* Your goal
All of the data that follows needs to be printed again, exactly as it reads.

*** Opening of Materials provided ***

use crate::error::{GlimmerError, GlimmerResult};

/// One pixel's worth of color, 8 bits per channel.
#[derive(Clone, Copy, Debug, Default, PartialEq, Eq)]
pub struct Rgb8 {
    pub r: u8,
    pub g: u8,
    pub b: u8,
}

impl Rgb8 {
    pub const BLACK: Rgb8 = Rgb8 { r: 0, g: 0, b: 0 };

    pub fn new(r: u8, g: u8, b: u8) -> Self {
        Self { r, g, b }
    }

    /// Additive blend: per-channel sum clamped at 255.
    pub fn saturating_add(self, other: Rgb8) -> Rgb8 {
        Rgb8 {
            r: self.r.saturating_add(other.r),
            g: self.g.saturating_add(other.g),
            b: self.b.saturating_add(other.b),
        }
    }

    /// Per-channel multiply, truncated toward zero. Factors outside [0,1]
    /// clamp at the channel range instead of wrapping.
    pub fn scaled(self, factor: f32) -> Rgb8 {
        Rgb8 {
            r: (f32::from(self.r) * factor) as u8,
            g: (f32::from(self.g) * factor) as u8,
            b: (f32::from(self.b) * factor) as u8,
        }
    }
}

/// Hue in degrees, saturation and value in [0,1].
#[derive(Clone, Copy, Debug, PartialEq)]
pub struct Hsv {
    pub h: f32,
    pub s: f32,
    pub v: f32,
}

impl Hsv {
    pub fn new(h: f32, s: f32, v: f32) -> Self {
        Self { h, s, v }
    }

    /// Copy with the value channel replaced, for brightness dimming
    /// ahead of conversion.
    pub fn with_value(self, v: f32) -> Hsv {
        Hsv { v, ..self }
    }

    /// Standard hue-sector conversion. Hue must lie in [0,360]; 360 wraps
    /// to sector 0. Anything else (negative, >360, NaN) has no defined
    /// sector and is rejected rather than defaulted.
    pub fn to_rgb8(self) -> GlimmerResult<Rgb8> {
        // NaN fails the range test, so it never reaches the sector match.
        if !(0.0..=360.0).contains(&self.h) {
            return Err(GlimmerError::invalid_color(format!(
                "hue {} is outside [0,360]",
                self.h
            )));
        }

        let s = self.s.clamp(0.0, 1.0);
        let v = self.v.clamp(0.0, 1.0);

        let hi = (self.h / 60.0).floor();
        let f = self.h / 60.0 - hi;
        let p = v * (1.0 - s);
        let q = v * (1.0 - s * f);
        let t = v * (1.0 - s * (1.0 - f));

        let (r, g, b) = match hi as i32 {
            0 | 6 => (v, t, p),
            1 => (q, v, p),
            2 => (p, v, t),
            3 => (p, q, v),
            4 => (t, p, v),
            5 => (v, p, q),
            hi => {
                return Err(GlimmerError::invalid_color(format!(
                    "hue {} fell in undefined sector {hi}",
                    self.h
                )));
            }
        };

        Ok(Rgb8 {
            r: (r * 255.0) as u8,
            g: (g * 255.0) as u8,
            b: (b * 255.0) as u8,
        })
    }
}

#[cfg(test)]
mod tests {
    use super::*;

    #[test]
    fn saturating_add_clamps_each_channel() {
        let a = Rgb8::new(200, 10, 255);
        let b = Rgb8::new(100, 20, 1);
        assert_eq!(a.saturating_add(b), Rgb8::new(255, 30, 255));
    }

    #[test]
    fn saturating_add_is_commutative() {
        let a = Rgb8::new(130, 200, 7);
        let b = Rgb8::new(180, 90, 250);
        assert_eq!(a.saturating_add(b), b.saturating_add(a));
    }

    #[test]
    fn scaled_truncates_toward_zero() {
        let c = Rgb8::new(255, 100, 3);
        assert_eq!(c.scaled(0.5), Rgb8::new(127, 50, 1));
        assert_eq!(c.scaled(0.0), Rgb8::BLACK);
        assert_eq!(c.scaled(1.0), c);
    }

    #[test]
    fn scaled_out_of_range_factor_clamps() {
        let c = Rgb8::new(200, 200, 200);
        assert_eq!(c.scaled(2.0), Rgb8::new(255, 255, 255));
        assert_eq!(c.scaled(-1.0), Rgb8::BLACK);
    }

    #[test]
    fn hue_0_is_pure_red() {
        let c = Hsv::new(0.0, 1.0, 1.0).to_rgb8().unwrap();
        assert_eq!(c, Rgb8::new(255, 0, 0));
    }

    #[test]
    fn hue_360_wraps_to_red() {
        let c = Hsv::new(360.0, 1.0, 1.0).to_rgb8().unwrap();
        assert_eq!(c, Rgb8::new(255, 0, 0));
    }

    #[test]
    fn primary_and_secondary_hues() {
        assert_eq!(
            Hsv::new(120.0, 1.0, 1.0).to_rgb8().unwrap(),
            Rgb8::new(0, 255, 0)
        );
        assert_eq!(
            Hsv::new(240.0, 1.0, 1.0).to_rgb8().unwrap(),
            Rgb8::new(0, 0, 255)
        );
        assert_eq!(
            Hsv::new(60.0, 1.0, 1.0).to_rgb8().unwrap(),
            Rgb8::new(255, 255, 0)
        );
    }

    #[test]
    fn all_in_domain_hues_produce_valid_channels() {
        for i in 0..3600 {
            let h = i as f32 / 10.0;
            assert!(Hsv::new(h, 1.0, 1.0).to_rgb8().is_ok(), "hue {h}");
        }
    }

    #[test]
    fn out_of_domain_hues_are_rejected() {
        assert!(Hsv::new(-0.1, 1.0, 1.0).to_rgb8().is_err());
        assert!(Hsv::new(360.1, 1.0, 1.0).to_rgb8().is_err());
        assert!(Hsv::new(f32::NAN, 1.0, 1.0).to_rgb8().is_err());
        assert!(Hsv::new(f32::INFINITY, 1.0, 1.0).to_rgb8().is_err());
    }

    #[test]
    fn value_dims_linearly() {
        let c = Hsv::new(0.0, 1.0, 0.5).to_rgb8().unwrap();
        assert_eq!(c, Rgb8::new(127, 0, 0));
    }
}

*** Close of Materials provided ***

* Reply
use crate::error::{GlimmerError, GlimmerResult};

/// One pixel's worth of color, 8 bits per channel.
#[derive(Clone, Copy, Debug, Default, PartialEq, Eq)]
pub struct Rgb8 {
    pub r: u8,
    pub g: u8,
    pub b: u8,
}

impl Rgb8 {
    pub const BLACK: Rgb8 = Rgb8 { r: 0, g: 0, b: 0 };

    pub fn new(r: u8, g: u8, b: u8) -> Self {
        Self { r, g, b }
    }

    /// Additive blend: per-channel sum clamped at 255.
    pub fn saturating_add(self, other: Rgb8) -> Rgb8 {
        Rgb8 {
            r: self.r.saturating_add(other.r),
            g: self.g.saturating_add(other.g),
            b: self.b.saturating_add(other.b),
        }
    }

    /// Per-channel multiply, truncated toward zero. Factors outside [0,1]
    /// clamp at the channel range instead of wrapping.
    pub fn scaled(self, factor: f32) -> Rgb8 {
        Rgb8 {
            r: (f32::from(self.r) * factor) as u8,
            g: (f32::from(self.g) * factor) as u8,
            b: (f32::from(self.b) * factor) as u8,
        }
    }
}

/// Hue in degrees, saturation and value in [0,1].
#[derive(Clone, Copy, Debug, PartialEq)]
pub struct Hsv {
    pub h: f32,
    pub s: f32,
    pub v: f32,
}

impl Hsv {
    pub fn new(h: f32, s: f32, v: f32) -> Self {
        Self { h, s, v }
    }

    /// Copy with the value channel replaced, for brightness dimming
    /// ahead of conversion.
    pub fn with_value(self, v: f32) -> Hsv {
        Hsv { v, ..self }
    }

    /// Standard hue-sector conversion. Hue must lie in [0,360]; 360 wraps
    /// to sector 0. Anything else (negative, >360, NaN) has no defined
    /// sector and is rejected rather than defaulted.
    pub fn to_rgb8(self) -> GlimmerResult<Rgb8> {
        // NaN fails the range test, so it never reaches the sector match.
        if !(0.0..=360.0).contains(&self.h) {
            return Err(GlimmerError::invalid_color(format!(
                "hue {} is outside [0,360]",
                self.h
            )));
        }

        let s = self.s.clamp(0.0, 1.0);
        let v = self.v.clamp(0.0, 1.0);

        let hi = (self.h / 60.0).floor();
        let f = self.h / 60.0 - hi;
        let p = v * (1.0 - s);
        let q = v * (1.0 - s * f);
        let t = v * (1.0 - s * (1.0 - f));

        let (r, g, b) = match hi as i32 {
            0 | 6 => (v, t, p),
            1 => (q, v, p),
            2 => (p, v, t),
            3 => (p, q, v),
            4 => (t, p, v),
            5 => (v, p, q),
            hi => {
                return Err(GlimmerError::invalid_color(format!(
                    "hue {} fell in undefined sector {hi}",
                    self.h
                )));
            }
        };

        Ok(Rgb8 {
            r: (r * 255.0) as u8,
            g: (g * 255.0) as u8,
            b: (b * 255.0) as u8,
        })
    }
}

#[cfg(test)]
mod tests {
    use super::*;

    #[test]
    fn saturating_add_clamps_each_channel() {
        let a = Rgb8::new(200, 10, 255);
        let b = Rgb8::new(100, 20, 1);
        assert_eq!(a.saturating_add(b), Rgb8::new(255, 30, 255));
    }

    #[test]
    fn saturating_add_is_commutative() {
        let a = Rgb8::new(130, 200, 7);
        let b = Rgb8::new(180, 90, 250);
        assert_eq!(a.saturating_add(b), b.saturating_add(a));
    }

    #[test]
    fn scaled_truncates_toward_zero() {
        let c = Rgb8::new(255, 100, 3);
        assert_eq!(c.scaled(0.5), Rgb8::new(127, 50, 1));
        assert_eq!(c.scaled(0.0), Rgb8::BLACK);
        assert_eq!(c.scaled(1.0), c);
    }

    #[test]
    fn scaled_out_of_range_factor_clamps() {
        let c = Rgb8::new(200, 200, 200);
        assert_eq!(c.scaled(2.0), Rgb8::new(255, 255, 255));
        assert_eq!(c.scaled(-1.0), Rgb8::BLACK);
    }

    #[test]
    fn hue_0_is_pure_red() {
        let c = Hsv::new(0.0, 1.0, 1.0).to_rgb8().unwrap();
        assert_eq!(c, Rgb8::new(255, 0, 0));
    }

    #[test]
    fn hue_360_wraps_to_red() {
        let c = Hsv::new(360.0, 1.0, 1.0).to_rgb8().unwrap();
        assert_eq!(c, Rgb8::new(255, 0, 0));
    }

    #[test]
    fn primary_and_secondary_hues() {
        assert_eq!(
            Hsv::new(120.0, 1.0, 1.0).to_rgb8().unwrap(),
            Rgb8::new(0, 255, 0)
        );
        assert_eq!(
            Hsv::new(240.0, 1.0, 1.0).to_rgb8().unwrap(),
            Rgb8::new(0, 0, 255)
        );
        assert_eq!(
            Hsv::new(60.0, 1.0, 1.0).to_rgb8().unwrap(),
            Rgb8::new(255, 255, 0)
        );
    }

    #[test]
    fn all_in_domain_hues_produce_valid_channels() {
        for i in 0..3600 {
            let h = i as f32 / 10.0;
            assert!(Hsv::new(h, 1.0, 1.0).to_rgb8().is_ok(), "hue {h}");
        }
    }

    #[test]
    fn out_of_domain_hues_are_rejected() {
        assert!(Hsv::new(-0.1, 1.0, 1.0).to_rgb8().is_err());
        assert!(Hsv::new(360.1, 1.0, 1.0).to_rgb8().is_err());
        assert!(Hsv::new(f32::NAN, 1.0, 1.0).to_rgb8().is_err());
        assert!(Hsv::new(f32::INFINITY, 1.0, 1.0).to_rgb8().is_err());
    }

    #[test]
    fn value_dims_linearly() {
        let c = Hsv::new(0.0, 1.0, 0.5).to_rgb8().unwrap();
        assert_eq!(c, Rgb8::new(127, 0, 0));
    }
}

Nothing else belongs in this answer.